This week we had Ravens center Matt Birk, a Harvard graduate, wondering aloud if he had damaged his brain by playing 15 seasons in the NFL, while his hard-hitting teammate Bernard Pollard predicted that the league would no longer exist in 30 years. All of that came in the wake of news that former San Diego Chargers star Junior Seau, who committed suicide last year, suffered from chronic traumatic encephalopathy (CTE), a degenerative brain disease that had also afflicted at least three other ex-NFL suicides.
Birk and every other player in the league now know that his question was purely rhetorical: The National Institutes of Health has autopsied the brains of 34 deceased NFL players, and 33 of them were diagnosed with CTE. Even more recently, a new study has found evidence of measurable brain damage in five living former players, one of whom was a backup quarterback who played in only a handful of NFL games. It’s pretty simple: If you play football, you will suffer brain injury…

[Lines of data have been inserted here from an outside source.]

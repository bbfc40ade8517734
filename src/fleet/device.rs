//! Peripheral wrapper: one wireless endpoint plus its protocol identifiers.

use tracing::{debug, info};

use super::link::{Endpoint, LinkError};
use super::protocol::{color_frame, POWER_ON_FRAME};
use super::DeviceSpec;

/// Cyan, written after the power-on frame so a fresh `turn_on` is visible.
const TURN_ON_COLOR: (u8, u8, u8) = (0, 255, 255);

/// A peripheral owned exclusively by the fleet.
///
/// Connection is checked before every write and `connect()` is idempotent;
/// the endpoint is disconnected when the peripheral is dropped.
pub struct Peripheral {
    endpoint: Box<dyn Endpoint>,
    address: String,
    service_uuid: String,
    characteristic_uuid: String,
}

impl Peripheral {
    pub fn new(endpoint: Box<dyn Endpoint>, spec: &DeviceSpec) -> Self {
        Peripheral {
            endpoint,
            address: spec.address.clone(),
            service_uuid: spec.service_uuid.clone(),
            characteristic_uuid: spec.characteristic_uuid.clone(),
        }
    }

    pub fn address(&self) -> &str {
        &self.address
    }

    pub fn is_connected(&self) -> bool {
        self.endpoint.is_connected()
    }

    /// Connects if not already connected.
    pub fn connect(&mut self) -> Result<(), LinkError> {
        if self.endpoint.is_connected() {
            return Ok(());
        }
        self.endpoint.connect()?;
        info!("connected to device {}", self.address);
        Ok(())
    }

    fn write(&mut self, frame: &[u8]) -> Result<(), LinkError> {
        self.connect()?;
        self.endpoint
            .write_without_response(&self.service_uuid, &self.characteristic_uuid, frame)
    }

    /// Power-on frame followed by the cyan color frame. The two-write
    /// sequence is what the firmware expects; collapsing it breaks older
    /// controllers.
    pub fn turn_on(&mut self) -> Result<(), LinkError> {
        self.write(&POWER_ON_FRAME)?;
        let (r, g, b) = TURN_ON_COLOR;
        self.set_color(r, g, b)?;
        info!("turned on device {}", self.address);
        Ok(())
    }

    /// Off is color (0, 0, 0); the firmware has no distinct off-frame.
    pub fn turn_off(&mut self) -> Result<(), LinkError> {
        debug!("turning off device {}", self.address);
        self.set_color(0, 0, 0)
    }

    pub fn set_color(&mut self, r: u8, g: u8, b: u8) -> Result<(), LinkError> {
        self.write(&color_frame(r, g, b))?;
        debug!("set color ({r}, {g}, {b}) on device {}", self.address);
        Ok(())
    }
}

impl Drop for Peripheral {
    fn drop(&mut self) {
        if self.endpoint.is_connected() {
            let _ = self.endpoint.disconnect();
        }
    }
}

#[cfg(test)]
mod tests {
    use std::sync::{Arc, Mutex};

    use super::super::link::testing::{FakeEndpoint, WriteLog};
    use super::super::protocol::frame_hex;
    use super::*;

    fn spec(address: &str) -> DeviceSpec {
        DeviceSpec {
            address: address.into(),
            service_uuid: "0000fff0-0000-1000-8000-00805f9b34fb".into(),
            characteristic_uuid: "0000fff3-0000-1000-8000-00805f9b34fb".into(),
        }
    }

    fn peripheral(log: &WriteLog) -> Peripheral {
        let endpoint = FakeEndpoint::new("BE:67:00:AC:C8:82", Arc::clone(log));
        Peripheral::new(Box::new(endpoint), &spec("BE:67:00:AC:C8:82"))
    }

    #[test]
    fn turn_on_writes_power_frame_then_cyan() {
        let log: WriteLog = Arc::new(Mutex::new(Vec::new()));
        let mut device = peripheral(&log);
        device.turn_on().unwrap();

        let log = log.lock().unwrap();
        assert_eq!(log.len(), 2);
        assert_eq!(frame_hex(&log[0].1), "7e0704ff00010201ef");
        assert_eq!(frame_hex(&log[1].1), "7e07050300ffff10ef");
    }

    #[test]
    fn turn_off_writes_black() {
        let log: WriteLog = Arc::new(Mutex::new(Vec::new()));
        let mut device = peripheral(&log);
        device.turn_off().unwrap();

        let log = log.lock().unwrap();
        assert_eq!(log.len(), 1);
        assert_eq!(frame_hex(&log[0].1), "7e07050300000010ef");
    }

    #[test]
    fn set_color_round_trip_matches_wire_format() {
        let log: WriteLog = Arc::new(Mutex::new(Vec::new()));
        let mut device = peripheral(&log);
        device.set_color(0xab, 0x00, 0x7f).unwrap();

        let log = log.lock().unwrap();
        assert_eq!(frame_hex(&log[0].1), "7e070503ab007f10ef");
    }

    #[test]
    fn writes_connect_first() {
        let log: WriteLog = Arc::new(Mutex::new(Vec::new()));
        let mut device = peripheral(&log);
        assert!(!device.is_connected());
        device.set_color(1, 2, 3).unwrap();
        assert!(device.is_connected());
    }

    #[test]
    fn unreachable_endpoint_surfaces_link_error() {
        let log: WriteLog = Arc::new(Mutex::new(Vec::new()));
        let mut endpoint = FakeEndpoint::new("BE:67:00:AC:C8:82", Arc::clone(&log));
        endpoint.unreachable = true;
        let mut device = Peripheral::new(Box::new(endpoint), &spec("BE:67:00:AC:C8:82"));

        assert!(device.turn_on().is_err());
        assert!(log.lock().unwrap().is_empty());
    }
}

Just as the Church in America will never be the same after the sexual abuse scandals, America’s dominant sport will never reclaim the air of cartoonish, ‘roided-up unreality it had a few years ago, when no one in sports journalism knew how to spell “encephalopathy.” All the loudness and emptiness of the Super Bowl spectacle can’t conceal the aura of doubt around the future of the game, or the collective shock of our discovery that the endpoint of this gladiatorial combat is actual death. Football is a central ingredient in the American narrative of masculinity, and it’s also the zillion-dollar linchpin of network television. But in case you haven’t heard the news, both those institutions are in crisis. Is it hard to imagine America without football? Yeah, but it’s time to start. It’s a killing game, and we have to let it die.